Records contained in a dataset:
======

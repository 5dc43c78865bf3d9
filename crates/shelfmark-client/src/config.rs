use anyhow::{Context, Result};
use confyg::{env, Confygery};
use serde::{Deserialize, Serialize};
use std::path::PathBuf;

/// Backend used when no override is configured.
pub const DEFAULT_API_BASE_URL: &str =
    "http://a083030-team14-ALB-934362219.ap-northeast-2.elb.amazonaws.com";

/// Environment variable that overrides the backend base URL.
pub const API_BASE_URL_ENV: &str = "SHELFMARK_API_BASE_URL";

/// Configuration for shelfmark.
///
/// Configuration is loaded from multiple sources with the following priority:
/// 1. CLI arguments (highest priority)
/// 2. Environment variables (SHELFMARK_* prefix)
/// 3. Config file (~/.config/shelfmark/config.toml)
/// 4. Built-in defaults (lowest priority)
#[derive(Debug, Clone, Serialize, Deserialize)]
pub struct Config {
    /// Backend base URL.
    ///
    /// Can be set via:
    /// - CLI: --api-url http://localhost:8080
    /// - ENV: SHELFMARK_API_BASE_URL
    /// - Config: api_base_url = "..."
    /// - Default: the team14 load balancer
    #[serde(default)]
    pub api_base_url: Option<String>,

    /// File holding the bearer token issued at login.
    ///
    /// Only ever read. Can be set via:
    /// - CLI: --token-file /path/to/token
    /// - ENV: SHELFMARK_TOKEN_PATH
    /// - Config: token_path = "/path/to/token"
    /// - Default: ~/.local/share/shelfmark/token
    #[serde(default = "default_token_path")]
    pub token_path: PathBuf,

    /// Log level: trace, debug, info, warn or error.
    #[serde(default = "default_log_level")]
    pub log_level: String,

    /// Colour log output.
    #[serde(default = "default_log_coloured")]
    pub log_coloured: bool,
}

impl Default for Config {
    fn default() -> Self {
        Self {
            api_base_url: None,
            token_path: default_token_path(),
            log_level: default_log_level(),
            log_coloured: default_log_coloured(),
        }
    }
}

impl Config {
    /// Load configuration from file and environment variables.
    ///
    /// Searches for config file at: ~/.config/shelfmark/config.toml
    /// Reads environment variables with SHELFMARK_ prefix.
    ///
    /// # Errors
    ///
    /// Returns an error if the config file exists but cannot be parsed.
    pub fn load() -> Result<Self> {
        let config_path = config_file_path();

        let mut builder = Confygery::new().context("Failed to create config builder")?;

        if config_path.exists() {
            let path_str = config_path
                .to_str()
                .ok_or_else(|| anyhow::anyhow!("Config path contains invalid UTF-8"))?;
            builder
                .add_file(path_str)
                .context("Failed to load config file")?;
        }

        let env_opts = env::Options::with_top_level("shelfmark");
        builder
            .add_env(env_opts)
            .context("Failed to load environment variables")?;

        let config: Self = builder.build().context("Failed to build configuration")?;

        Ok(config)
    }

    /// The backend base URL after applying the fallback.
    pub fn base_url(&self) -> String {
        resolve_base_url(self.api_base_url.as_deref())
    }
}

/// Pick the backend base URL.
///
/// A non-blank override wins; otherwise the built-in default is used.
/// Trailing slashes are dropped so paths can be appended directly.
pub fn resolve_base_url(override_url: Option<&str>) -> String {
    override_url
        .map(str::trim)
        .filter(|url| !url.is_empty())
        .unwrap_or(DEFAULT_API_BASE_URL)
        .trim_end_matches('/')
        .to_string()
}

/// Returns: ~/.local/share/shelfmark/token (or platform equivalent)
fn default_token_path() -> PathBuf {
    dirs::data_dir()
        .unwrap_or_else(|| PathBuf::from("."))
        .join("shelfmark")
        .join("token")
}

fn default_log_level() -> String {
    String::from("info")
}

fn default_log_coloured() -> bool {
    true
}

/// Get the config file path.
///
/// Returns:
/// - Linux: ~/.config/shelfmark/config.toml
/// - macOS: ~/Library/Application Support/shelfmark/config.toml
/// - Windows: %APPDATA%\shelfmark\config.toml
pub fn config_file_path() -> PathBuf {
    dirs::config_dir()
        .unwrap_or_else(|| PathBuf::from("."))
        .join("shelfmark")
        .join("config.toml")
}

/// Get the example config file content.
pub fn example_config() -> &'static str {
    r#"# Shelfmark Configuration File
#
# Configuration is loaded from multiple sources with the following priority:
# 1. CLI arguments (highest priority)
# 2. Environment variables (SHELFMARK_* prefix)
# 3. This config file
# 4. Built-in defaults (lowest priority)

# Backend base URL (without the /api/v1 suffix)
#
# Can also be set via:
# - CLI: shelfmark --api-url http://localhost:8080 register ...
# - Environment: SHELFMARK_API_BASE_URL=http://localhost:8080
#
# Default: the team14 load balancer
#api_base_url = "http://localhost:8080"

# File holding the bearer token issued at login.
# Shelfmark only reads it; a missing or empty file means "not logged in".
#
# Default: Platform-specific data directory
#token_path = "/path/to/token"

# Logging
log_level = "info"
log_coloured = true
"#
}

/// Create default config file if it doesn't exist.
///
/// Returns true if a new file was created, false if it already existed.
pub fn ensure_config_file() -> Result<bool> {
    let config_path = config_file_path();

    if config_path.exists() {
        return Ok(false);
    }

    if let Some(parent) = config_path.parent() {
        std::fs::create_dir_all(parent).context("Failed to create config directory")?;
    }

    std::fs::write(&config_path, example_config()).context("Failed to write config file")?;

    Ok(true)
}

#[cfg(test)]
mod tests {
    use super::*;
    use std::sync::{Mutex, MutexGuard};

    /// Serializes tests that read or write process environment.
    static ENV_LOCK: Mutex<()> = Mutex::new(());

    fn env_lock() -> MutexGuard<'static, ()> {
        ENV_LOCK.lock().unwrap_or_else(|poisoned| poisoned.into_inner())
    }

    #[test]
    fn test_default_config() {
        let config = Config::default();
        assert!(config.api_base_url.is_none());
        assert!(!config.token_path.as_os_str().is_empty());
        assert_eq!(config.log_level, "info");
        assert_eq!(config.base_url(), DEFAULT_API_BASE_URL);
    }

    #[test]
    fn test_resolve_base_url_prefers_override() {
        assert_eq!(
            resolve_base_url(Some("http://localhost:8080")),
            "http://localhost:8080"
        );
    }

    #[test]
    fn test_resolve_base_url_falls_back_when_blank() {
        assert_eq!(resolve_base_url(None), DEFAULT_API_BASE_URL);
        assert_eq!(resolve_base_url(Some("")), DEFAULT_API_BASE_URL);
        assert_eq!(resolve_base_url(Some("   ")), DEFAULT_API_BASE_URL);
    }

    #[test]
    fn test_resolve_base_url_strips_trailing_slash() {
        assert_eq!(
            resolve_base_url(Some("http://localhost:8080/")),
            "http://localhost:8080"
        );
    }

    #[test]
    fn test_missing_keys_take_defaults() {
        let config: Config = serde_json::from_value(serde_json::json!({
            "api_base_url": "http://localhost:8080",
        }))
        .unwrap();
        assert_eq!(config.base_url(), "http://localhost:8080");
        assert_eq!(config.log_level, "info");
        assert!(config.log_coloured);
        assert!(config.token_path.ends_with("token"));
    }

    #[test]
    fn test_config_load() {
        let _env = env_lock();
        // Should not fail even if config file doesn't exist
        let result = Config::load();
        assert!(result.is_ok());
    }

    #[test]
    fn test_env_overrides_base_url() {
        let _env = env_lock();
        let previous = std::env::var(API_BASE_URL_ENV).ok();
        std::env::set_var(API_BASE_URL_ENV, "http://localhost:9090/");

        let config = Config::load();

        match previous {
            Some(value) => std::env::set_var(API_BASE_URL_ENV, value),
            None => std::env::remove_var(API_BASE_URL_ENV),
        }
        let config = config.unwrap();
        assert_eq!(config.api_base_url.as_deref(), Some("http://localhost:9090/"));
        assert_eq!(config.base_url(), "http://localhost:9090");
    }
}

======

Task details –
Each line of the data above should appear again in your answer, exactly as given.

Solved problem –
repository 5dc43c78865bf3d9
filename crates/shelfmark-client/src/config.rs
use anyhow::{Context, Result};
use confyg::{env, Confygery};
use serde::{Deserialize, Serialize};
use std::path::PathBuf;

/// Backend used when no override is configured.
pub const DEFAULT_API_BASE_URL: &str =
    "http://a083030-team14-ALB-934362219.ap-northeast-2.elb.amazonaws.com";

/// Environment variable that overrides the backend base URL.
pub const API_BASE_URL_ENV: &str = "SHELFMARK_API_BASE_URL";

/// Configuration for shelfmark.
///
/// Configuration is loaded from multiple sources with the following priority:
/// 1. CLI arguments (highest priority)
/// 2. Environment variables (SHELFMARK_* prefix)
/// 3. Config file (~/.config/shelfmark/config.toml)
/// 4. Built-in defaults (lowest priority)
#[derive(Debug, Clone, Serialize, Deserialize)]
pub struct Config {
    /// Backend base URL.
    ///
    /// Can be set via:
    /// - CLI: --api-url http://localhost:8080
    /// - ENV: SHELFMARK_API_BASE_URL
    /// - Config: api_base_url = "..."
    /// - Default: the team14 load balancer
    #[serde(default)]
    pub api_base_url: Option<String>,

    /// File holding the bearer token issued at login.
    ///
    /// Only ever read. Can be set via:
    /// - CLI: --token-file /path/to/token
    /// - ENV: SHELFMARK_TOKEN_PATH
    /// - Config: token_path = "/path/to/token"
    /// - Default: ~/.local/share/shelfmark/token
    #[serde(default = "default_token_path")]
    pub token_path: PathBuf,

    /// Log level: trace, debug, info, warn or error.
    #[serde(default = "default_log_level")]
    pub log_level: String,

    /// Colour log output.
    #[serde(default = "default_log_coloured")]
    pub log_coloured: bool,
}

impl Default for Config {
    fn default() -> Self {
        Self {
            api_base_url: None,
            token_path: default_token_path(),
            log_level: default_log_level(),
            log_coloured: default_log_coloured(),
        }
    }
}

impl Config {
    /// Load configuration from file and environment variables.
    ///
    /// Searches for config file at: ~/.config/shelfmark/config.toml
    /// Reads environment variables with SHELFMARK_ prefix.
    ///
    /// # Errors
    ///
    /// Returns an error if the config file exists but cannot be parsed.
    pub fn load() -> Result<Self> {
        let config_path = config_file_path();

        let mut builder = Confygery::new().context("Failed to create config builder")?;

        if config_path.exists() {
            let path_str = config_path
                .to_str()
                .ok_or_else(|| anyhow::anyhow!("Config path contains invalid UTF-8"))?;
            builder
                .add_file(path_str)
                .context("Failed to load config file")?;
        }

        let env_opts = env::Options::with_top_level("shelfmark");
        builder
            .add_env(env_opts)
            .context("Failed to load environment variables")?;

        let config: Self = builder.build().context("Failed to build configuration")?;

        Ok(config)
    }

    /// The backend base URL after applying the fallback.
    pub fn base_url(&self) -> String {
        resolve_base_url(self.api_base_url.as_deref())
    }
}

/// Pick the backend base URL.
///
/// A non-blank override wins; otherwise the built-in default is used.
/// Trailing slashes are dropped so paths can be appended directly.
pub fn resolve_base_url(override_url: Option<&str>) -> String {
    override_url
        .map(str::trim)
        .filter(|url| !url.is_empty())
        .unwrap_or(DEFAULT_API_BASE_URL)
        .trim_end_matches('/')
        .to_string()
}

/// Returns: ~/.local/share/shelfmark/token (or platform equivalent)
fn default_token_path() -> PathBuf {
    dirs::data_dir()
        .unwrap_or_else(|| PathBuf::from("."))
        .join("shelfmark")
        .join("token")
}

fn default_log_level() -> String {
    String::from("info")
}

fn default_log_coloured() -> bool {
    true
}

/// Get the config file path.
///
/// Returns:
/// - Linux: ~/.config/shelfmark/config.toml
/// - macOS: ~/Library/Application Support/shelfmark/config.toml
/// - Windows: %APPDATA%\shelfmark\config.toml
pub fn config_file_path() -> PathBuf {
    dirs::config_dir()
        .unwrap_or_else(|| PathBuf::from("."))
        .join("shelfmark")
        .join("config.toml")
}

/// Get the example config file content.
pub fn example_config() -> &'static str {
    r#"# Shelfmark Configuration File
#
# Configuration is loaded from multiple sources with the following priority:
# 1. CLI arguments (highest priority)
# 2. Environment variables (SHELFMARK_* prefix)
# 3. This config file
# 4. Built-in defaults (lowest priority)

# Backend base URL (without the /api/v1 suffix)
#
# Can also be set via:
# - CLI: shelfmark --api-url http://localhost:8080 register ...
# - Environment: SHELFMARK_API_BASE_URL=http://localhost:8080
#
# Default: the team14 load balancer
#api_base_url = "http://localhost:8080"

# File holding the bearer token issued at login.
# Shelfmark only reads it; a missing or empty file means "not logged in".
#
# Default: Platform-specific data directory
#token_path = "/path/to/token"

# Logging
log_level = "info"
log_coloured = true
"#
}

/// Create default config file if it doesn't exist.
///
/// Returns true if a new file was created, false if it already existed.
pub fn ensure_config_file() -> Result<bool> {
    let config_path = config_file_path();

    if config_path.exists() {
        return Ok(false);
    }

    if let Some(parent) = config_path.parent() {
        std::fs::create_dir_all(parent).context("Failed to create config directory")?;
    }

    std::fs::write(&config_path, example_config()).context("Failed to write config file")?;

    Ok(true)
}

#[cfg(test)]
mod tests {
    use super::*;
    use std::sync::{Mutex, MutexGuard};

    /// Serializes tests that read or write process environment.
    static ENV_LOCK: Mutex<()> = Mutex::new(());

    fn env_lock() -> MutexGuard<'static, ()> {
        ENV_LOCK.lock().unwrap_or_else(|poisoned| poisoned.into_inner())
    }

    #[test]
    fn test_default_config() {
        let config = Config::default();
        assert!(config.api_base_url.is_none());
        assert!(!config.token_path.as_os_str().is_empty());
        assert_eq!(config.log_level, "info");
        assert_eq!(config.base_url(), DEFAULT_API_BASE_URL);
    }

    #[test]
    fn test_resolve_base_url_prefers_override() {
        assert_eq!(
            resolve_base_url(Some("http://localhost:8080")),
            "http://localhost:8080"
        );
    }

    #[test]
    fn test_resolve_base_url_falls_back_when_blank() {
        assert_eq!(resolve_base_url(None), DEFAULT_API_BASE_URL);
        assert_eq!(resolve_base_url(Some("")), DEFAULT_API_BASE_URL);
        assert_eq!(resolve_base_url(Some("   ")), DEFAULT_API_BASE_URL);
    }

    #[test]
    fn test_resolve_base_url_strips_trailing_slash() {
        assert_eq!(
            resolve_base_url(Some("http://localhost:8080/")),
            "http://localhost:8080"
        );
    }

    #[test]
    fn test_missing_keys_take_defaults() {
        let config: Config = serde_json::from_value(serde_json::json!({
            "api_base_url": "http://localhost:8080",
        }))
        .unwrap();
        assert_eq!(config.base_url(), "http://localhost:8080");
        assert_eq!(config.log_level, "info");
        assert!(config.log_coloured);
        assert!(config.token_path.ends_with("token"));
    }

    #[test]
    fn test_config_load() {
        let _env = env_lock();
        // Should not fail even if config file doesn't exist
        let result = Config::load();
        assert!(result.is_ok());
    }

    #[test]
    fn test_env_overrides_base_url() {
        let _env = env_lock();
        let previous = std::env::var(API_BASE_URL_ENV).ok();
        std::env::set_var(API_BASE_URL_ENV, "http://localhost:9090/");

        let config = Config::load();

        match previous {
            Some(value) => std::env::set_var(API_BASE_URL_ENV, value),
            None => std::env::remove_var(API_BASE_URL_ENV),
        }
        let config = config.unwrap();
        assert_eq!(config.api_base_url.as_deref(), Some("http://localhost:9090/"));
        assert_eq!(config.base_url(), "http://localhost:9090");
    }
}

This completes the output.